Presentation Technology in the Digital Age
Presentation technology has changed the way our culture communicates. From the corporate boardroom to external communications with customers, presentations have impacted every aspect of the business community. This penetration has been largely achieved through two key advances. The first and perhaps most significant advance is the open accessibility to digital media. We suddenly live in a digital democracy, where everyone has access to and expects to consume vast volumes of digital media. The second advance is interactive presentation technology. Interactive presentations support active discussion, as opposed to the passive approach, where a presenter is talking to an audience who is listening at 50% capacity.
Digital Democracy forces strides in presentation technologies.
The advances in media technology have empowered the masses to create, consume and distribute terabytes of media each day. And because the Internet is universal, everyone has access. Video, once limited to the domain of skilled craftsmen, is now being shot on mainstream digital cameras and cell phones. The easy creation of digital images, combined with the viral nature of the Web has given the masses access to countless images. And, the popularity of digital cameras and photo sharing sites let one’s access to pictures grow exponentially. The same principal applies to digital music files. Billions of audio files are downloaded everyday.
The ready access of media into everyday lives has naturally spread into the medium of presentations. People are exposed to sight, sound and motion in every minute of their lives, and thus expect a multimedia experience when they watch a presentation. Presentations must leverage multimedia to stir audiences. As such, presentation technologies, like PowerPoint, Keynote and Ontra, that make it easy for users to include a variety of media, have become a standard of communication throughout our culture.
On a corporate level, you can see the digital democracy in action. Long gone are the days when only the highest level executives, with their personal support staff, or the digerati, with their knack for technology, made the best presentations. The best presentations were slick, professional and included a wealth of video, audio and high quality graphics that wow’d the audience and helped reinforce the key messages. Now, because of expanded access to digital media, everyone in the company can present like the CEO.
Unfortunately, greater access to professional materials, including video, audio and graphics does not guarantee that the information is being used and shared in the most efficient way throughout the organization. There are still coworkers and colleagues that are not up to speed when it comes to building presentations. Thus, smart corporations are taking a broader approach to presentation communication – practicing presentation management.
Presentation management treats the presentation as another piece of collateral in the marketing mix, like a brochure or a website. Presentation management is the creation, automation and distribution of presentation materials throughout an enterprise. Here’s how it works. A designated group or person in the company is responsible for building a comprehensive presentation library that includes all of the necessary information that users need to present, such as: company overview, product and service information, pricing, market information, research, case studies, bio’s, etc. The presentation is designed around the company’s brand identity and utilizes relevant media, like video, animation and imagery to reinforce the message and engage the audience. It is then distributed though a server or shared location. The presenters, typically sales staff, can search, select and choose slides according to their particular business meeting need. With a managed library of slides, anyone can build a slick, multimedia presentation in minutes. This saves time, and money.

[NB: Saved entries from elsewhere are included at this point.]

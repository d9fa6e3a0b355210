use crate::circuit::breaker::BreakerRegistry;
use crate::circuit::state::BreakerSnapshot;
use crate::config::{PaymentConfig, Provider};
use crate::domain::application::{ApplicationSnapshot, ApplicationStatus};
use crate::domain::charge::{
    CardChargeRequest, ChargeOptions, ChargeResult, ChargeStatus, PaymentMethod, StatusResult,
    TransferChargeRequest, TransferResult, VoucherChargeRequest, VoucherResult,
};
use crate::domain::customer::{normalize_email, normalize_phone, Customer, CustomerRequest};
use crate::error::{decline_message, GatewayError, PaymentError, RepoError};
use crate::fraud::scorer::FraudScorer;
use crate::fraud::types::PaymentAttributes;
use crate::gateways::conekta::ConektaGateway;
use crate::gateways::stripe::StripeGateway;
use crate::gateways::{OrderMethod, OrderRequest, PaymentGateway, RiskAnnotation};
use crate::metrics::collector::{MetricsCollector, MetricsSnapshot};
use crate::metrics::event::{PaymentEvent, PaymentOutcome};
use crate::repo::{ApplicationRepository, Notifier, PaymentRepository};
use crate::retry::executor::{GatewayExecutor, GatewayFactory};
use crate::retry::policy::{self, RetryOptions};
use crate::states::validate_transition;
use crate::webhooks::event::{status_for_event, WebhookEvent};
use crate::webhooks::signature::WebhookVerifier;
use chrono::{Duration, Timelike, Utc};
use serde::Serialize;
use serde_json::json;
use std::collections::HashSet;
use std::sync::{Arc, Mutex};
use std::time::Instant;

const SEEN_WEBHOOK_CAP: usize = 10_000;

#[derive(Debug, Clone, PartialEq, Serialize)]
#[serde(tag = "outcome", rename_all = "snake_case")]
pub enum WebhookOutcome {
    Processed {
        application_id: String,
        status: ApplicationStatus,
    },
    Ignored {
        reason: &'static str,
    },
}

pub struct PaymentService {
    config: PaymentConfig,
    executor: GatewayExecutor,
    fraud: FraudScorer,
    verifier: WebhookVerifier,
    metrics: MetricsCollector,
    applications: Arc<dyn ApplicationRepository>,
    payments: Arc<dyn PaymentRepository>,
    notifier: Option<Arc<dyn Notifier>>,
    seen_webhooks: Mutex<HashSet<(String, String)>>,
}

Presentation Management benefits presenters on two critical levels. First, it provides easy access to information, giving them the ability to talk intelligently about any aspect of the company, whether or not it falls in their area of expertise. Second, it puts everyone on an equal playing filed, letting even novices present a professionally crafted presentation, to reinforce the company’s message. The combination of presenting relevant, hard-hitting information combined with high-quality graphics provides added credibility and professionalism to the presenter.
Interactive presentation technologies are changing the way business presentations are conducted.
Incorporating multimedia in a presentation is only one aspect of using presentation technology to conduct more effective, productive meetings. Productive meetings are those in which everyone participates, where questions are raised and ideas are shared. A client who is actively participating in a meeting is a client that is listening, engaged and above all, interested. The linear slide-show format, although very comfortable for many presenters, does not foster interaction. Presentation technologies that offer an interactive mode of presenting, or the ability to call up any slide, on any given subject, right in front of the client, can reduce the sales cycle by ensuring the client gets all the information he needs to make a decision. It makes the meeting more productive.
Essentially, through the combination of multimedia files, democratic distribution of presentation content, and quick access to relevant content, presentation management can upgrade the average presenter’s (sales person) presentation skills to that of a CEO. This technological leveling of the playing field is allowing companies of all sizes, and people of all skill levels, to compete.